Le rapport d’une étude de l’Institut de Recherche en Droits Humains (IRDH) signale l’incursion du vendredi 11 octobre à Lubumbashi, Chef-lieu du Haut-Katanga serait l’œuvre de Gédéon Kyungu. Ces actes d’atteinte à la paix et la sécurité de la province du Haut-Katanga ne peuvent qu’être une connivence avec des personnalités politiques et militaires qui agiraient, en fonction des dividendes à tirer des dynamiques politiques nationales et provinciales.
La province du Haut-Katanga est la mieux nantie de la République Démocratique du Congo. Elle possède plus de moyens humains, logistiques, techniques et financiers pour ses services d’intelligence, que toutes les autres provinces. Alors, comment expliquer ce paradoxe sécuritaire ? C’est en ces termes que s’interroge l’IRDH au sujet des incursions à répétition des miliciens, dans la ville de Lubumbashi.
A cet effet, le rapport recommande au nouveau Gouverneur du Haut-Katanga, par l’entremise du Ministère de l’Intérieur, solliciter l’appui du Gouvernement central, afin de renouveler les animateurs des services de renseignements militaires en province (DEMIAP). Cela, en plus de la deuxième zone de défense, afin de permettre à la Justice militaire d’approfondir les investigations judiciaires sur les responsabilités pénales individuelles et des chefs hiérarchiques de ces incursions récurrentes.

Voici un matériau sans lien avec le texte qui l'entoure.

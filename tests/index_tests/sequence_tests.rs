//! RecordSequence Tests
//!
//! Tests verify:
//! - Prepend-on-insert ordering
//! - Tail append for file-order loading
//! - Removal from head, middle and tail

use hoteldb::index::{Handle, RecordArena, RecordSequence};

fn handles(n: usize) -> Vec<Handle> {
    let mut arena = RecordArena::new();
    (0..n).map(|i| arena.insert(i)).collect()
}

#[test]
fn test_new_sequence_is_empty() {
    let seq = RecordSequence::new();
    assert!(seq.is_empty());
    assert_eq!(seq.iter().count(), 0);
}

#[test]
fn test_push_front_orders_newest_first() {
    let h = handles(3);
    let mut seq = RecordSequence::new();

    for handle in &h {
        seq.push_front(*handle);
    }

    let order: Vec<Handle> = seq.iter().collect();
    assert_eq!(order, vec![h[2], h[1], h[0]]);
}

#[test]
fn test_push_back_keeps_order() {
    let h = handles(3);
    let mut seq = RecordSequence::new();

    for handle in &h {
        seq.push_back(*handle);
    }

    let order: Vec<Handle> = seq.iter().collect();
    assert_eq!(order, h);
}

#[test]
fn test_remove_head_middle_tail() {
    let h = handles(4);
    let mut seq = RecordSequence::new();
    for handle in &h {
        seq.push_back(*handle);
    }

    assert!(seq.remove(h[0]));
    assert!(seq.remove(h[2]));
    assert!(seq.remove(h[3]));

    let order: Vec<Handle> = seq.iter().collect();
    assert_eq!(order, vec![h[1]]);
    assert_eq!(seq.len(), 1);
}

#[test]
fn test_remove_missing_handle() {
    let h = handles(2);
    let mut seq = RecordSequence::new();
    seq.push_front(h[0]);

    assert!(!seq.remove(h[1]));
    assert_eq!(seq.len(), 1);
}
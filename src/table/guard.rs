//! Exclusive-access guard
//!
//! Wraps the parking_lot guard so lock hand-off shows up in traces.

use std::ops::{Deref, DerefMut};

use parking_lot::MutexGuard;

/// Held for the duration of one table operation
pub struct TableGuard<'a, T> {
    table: &'static str,
    inner: MutexGuard<'a, T>,
}

impl<'a, T> TableGuard<'a, T> {
    pub(crate) fn new(table: &'static str, inner: MutexGuard<'a, T>) -> Self {
        tracing::trace!("Table {} is now locked", table);
        Self { table, inner }
    }
}

impl<T> Deref for TableGuard<'_, T> {
    type Target = T;

    fn deref(&self) -> &T {
        &self.inner
    }
}

impl<T> DerefMut for TableGuard<'_, T> {
    fn deref_mut(&mut self) -> &mut T {
        &mut self.inner
    }
}

impl<T> Drop for TableGuard<'_, T> {
    fn drop(&mut self) {
        tracing::trace!("Table {} is now unlocked", self.table);
    }
}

Les organisations des droits de l’Homme et autres organismes de la société civile devraient approfondir la recherche et la documentation desdites incursions sanglantes à répétition.

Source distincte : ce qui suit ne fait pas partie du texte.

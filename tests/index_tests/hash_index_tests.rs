//! HashIndex Tests
//!
//! Tests verify:
//! - Bucket selection for integer and string keys
//! - Most-recent-first chain order
//! - Targeted removal of a single entry
//! - Chaining of colliding and duplicate keys

use hoteldb::index::{djb2, Handle, HashIndex, IndexKey, RecordArena};

// =============================================================================
// Helper Functions
// =============================================================================

fn handles(n: usize) -> Vec<Handle> {
    let mut arena = RecordArena::new();
    (0..n).map(|i| arena.insert(i)).collect()
}

// =============================================================================
// Bucket Selection Tests
// =============================================================================

#[test]
fn test_integer_bucket_is_key_mod_count() {
    assert_eq!(0i32.bucket(100), 0);
    assert_eq!(42i32.bucket(100), 42);
    assert_eq!(142i32.bucket(100), 42);
    assert_eq!(7i32.bucket(1), 0);
}

#[test]
fn test_negative_integer_bucket_in_range() {
    assert_eq!((-1i32).bucket(100), 99);
    assert_eq!((-100i32).bucket(100), 0);
    assert!(i32::MIN.bucket(100) < 100);
}

#[test]
fn test_djb2_known_values() {
    assert_eq!(djb2(""), 5381);
    // 5381 * 33 + 'a'
    assert_eq!(djb2("a"), 177_670);
    assert_eq!(djb2("ab"), 177_670 * 33 + 98);
}

#[test]
fn test_string_bucket_matches_djb2() {
    let name = "Alice";
    assert_eq!(name.bucket(100), (djb2(name) % 100) as usize);
    assert_eq!(name.to_string().bucket(100), name.bucket(100));
}

#[test]
fn test_long_string_hash_does_not_overflow() {
    let long = "x".repeat(10_000);
    assert!(long.as_str().bucket(100) < 100);
}

// =============================================================================
// Insert / Find Tests
// =============================================================================

#[test]
fn test_new_index_is_empty() {
    let index: HashIndex<i32> = HashIndex::new(100);
    assert!(index.is_empty());
    assert_eq!(index.bucket_count(), 100);
    assert_eq!(index.find(&1), None);
}

#[test]
fn test_zero_bucket_count_is_clamped() {
    let index: HashIndex<i32> = HashIndex::new(0);
    assert_eq!(index.bucket_count(), 1);
}

#[test]
fn test_insert_and_find() {
    let h = handles(2);
    let mut index = HashIndex::new(100);

    index.insert(1, h[0]);
    index.insert(2, h[1]);

    assert_eq!(index.len(), 2);
    assert_eq!(index.find(&1), Some(h[0]));
    assert_eq!(index.find(&2), Some(h[1]));
    assert_eq!(index.find(&3), None);
}

#[test]
fn test_find_by_str_on_string_index() {
    let h = handles(1);
    let mut index: HashIndex<String> = HashIndex::new(100);

    index.insert("Alice".to_string(), h[0]);

    assert_eq!(index.find("Alice"), Some(h[0]));
    assert_eq!(index.find("alice"), None);
}

#[test]
fn test_colliding_keys_share_bucket_but_resolve_separately() {
    let h = handles(2);
    let mut index = HashIndex::new(10);

    index.insert(3, h[0]);
    index.insert(13, h[1]);

    assert_eq!(index.bucket_entries(&3).count(), 2);
    assert_eq!(index.find(&3), Some(h[0]));
    assert_eq!(index.find(&13), Some(h[1]));
    assert_eq!(index.max_chain_len(), 2);
}

#[test]
fn test_duplicate_key_most_recent_wins() {
    let h = handles(2);
    let mut index: HashIndex<String> = HashIndex::new(100);

    index.insert("Suite".to_string(), h[0]);
    index.insert("Suite".to_string(), h[1]);

    assert_eq!(index.find("Suite"), Some(h[1]));
    let chain: Vec<Handle> = index.bucket_entries("Suite").map(|e| e.handle).collect();
    assert_eq!(chain, vec![h[1], h[0]]);
}

// =============================================================================
// Removal Tests
// =============================================================================

#[test]
fn test_remove_specific_entry() {
    let h = handles(2);
    let mut index: HashIndex<String> = HashIndex::new(100);

    index.insert("Suite".to_string(), h[0]);
    index.insert("Suite".to_string(), h[1]);

    assert!(index.remove("Suite", h[1]));
    assert_eq!(index.find("Suite"), Some(h[0]));
    assert_eq!(index.len(), 1);
}

#[test]
fn test_remove_missing_entry_is_noop() {
    let h = handles(2);
    let mut index = HashIndex::new(100);

    index.insert(1, h[0]);

    assert!(!index.remove(&1, h[1]));
    assert!(!index.remove(&2, h[0]));
    assert_eq!(index.len(), 1);
}

#[test]
fn test_remove_from_middle_of_chain() {
    let h = handles(3);
    let mut index = HashIndex::new(10);

    index.insert(1, h[0]);
    index.insert(11, h[1]);
    index.insert(21, h[2]);

    assert!(index.remove(&11, h[1]));

    let keys: Vec<i32> = index.bucket_entries(&1).map(|e| e.key).collect();
    assert_eq!(keys, vec![21, 1]);
}

#[test]
fn test_remove_handle_under_any_key() {
    let h = handles(2);
    let mut index: HashIndex<String> = HashIndex::new(100);

    index.insert("Old".to_string(), h[0]);
    index.insert("New".to_string(), h[0]);
    index.insert("Other".to_string(), h[1]);

    assert_eq!(index.remove_handle(h[0]), 2);
    assert_eq!(index.len(), 1);
    assert_eq!(index.find("Other"), Some(h[1]));
}

#[test]
fn test_iter_visits_every_entry() {
    let h = handles(5);
    let mut index = HashIndex::new(3);

    for (i, handle) in h.iter().enumerate() {
        index.insert(i as i32, *handle);
    }

    let mut keys: Vec<i32> = index.iter().map(|e| e.key).collect();
    keys.sort();
    assert_eq!(keys, vec![0, 1, 2, 3, 4]);
}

Le Mouvement des Indépendantistes et Révolutionnaires Africaines (MIRA) dont Gédéon Kyungu est numéro un, devrait collaborer avec les nouveaux animateurs de l’Etat, en mettant en leur disposition des informations pouvant lever l’équivoque sur l’accusation d’atteinte à la paix et la sécurité dans le Haut-Katanga.
Thèse
Le présent rapport exclut les deux théories d’innocence et de manipulation du chef du Mouvement MIRA. Car, Kyungu Gédéon est le seul commandant des troupes dont il a la connaissance d’effectifs et positionnement en brousse. Il a la latitude de leur donner des ordres, à distance, et ils les exécutent. Selon les experts de l’IRDH, il les a invités, le 11 octobre 2019, à une fête d’anniversaire et ils sont venus, au risque de leurs vies.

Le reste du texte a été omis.